WHAT TO PRODUCE:
Scan the entries for the word "excluded". Every line that has it should be copied.

Items from a data source
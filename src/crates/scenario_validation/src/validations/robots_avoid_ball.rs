use crate::error::EvaluationError;
use crate::geom::Circle;
use crate::validation::{Validation, ValidationGeometry, ValidationStatus};
use crate::world::{RobotId, World};

/// Fails on any tick where a non-excluded friendly robot is closer to the
/// ball than the minimum distance.
#[derive(Debug, Clone)]
pub struct RobotsAvoidBall {
    min_distance: f64,
    excluded: Vec<RobotId>,
}

impl RobotsAvoidBall {
    pub fn new(min_distance: f64, excluded: Vec<RobotId>) -> Self {
        Self {
            min_distance,
            excluded,
        }
    }
}

impl Validation for RobotsAvoidBall {
    fn evaluate(&mut self, world: &World) -> Result<ValidationStatus, EvaluationError> {
        if !(self.min_distance.is_finite() && self.min_distance >= 0.0) {
            return Err(EvaluationError::new(format!(
                "invalid minimum ball distance {}",
                self.min_distance
            )));
        }
        let ball = world.ball.position;
        let intruder = world
            .friendly_robots
            .iter()
            .filter(|robot| !self.excluded.contains(&robot.id))
            .any(|robot| robot.position.distance(ball) < self.min_distance);
        Ok(if intruder {
            ValidationStatus::Failing
        } else {
            ValidationStatus::Passing
        })
    }

    fn geometry(&self, world: &World) -> ValidationGeometry {
        ValidationGeometry::default()
            .with_circle(Circle::new(world.ball.position, self.min_distance))
    }

    fn describe(&self) -> String {
        format!(
            "Checking that robots stay at least {:.2} m from the ball",
            self.min_distance
        )
    }
}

EXERCISE OUTPUT:
/// Fails on any tick where a non-excluded friendly robot is closer to the
    excluded: Vec<RobotId>,
    pub fn new(min_distance: f64, excluded: Vec<RobotId>) -> Self {
            excluded,
            .filter(|robot| !self.excluded.contains(&robot.id))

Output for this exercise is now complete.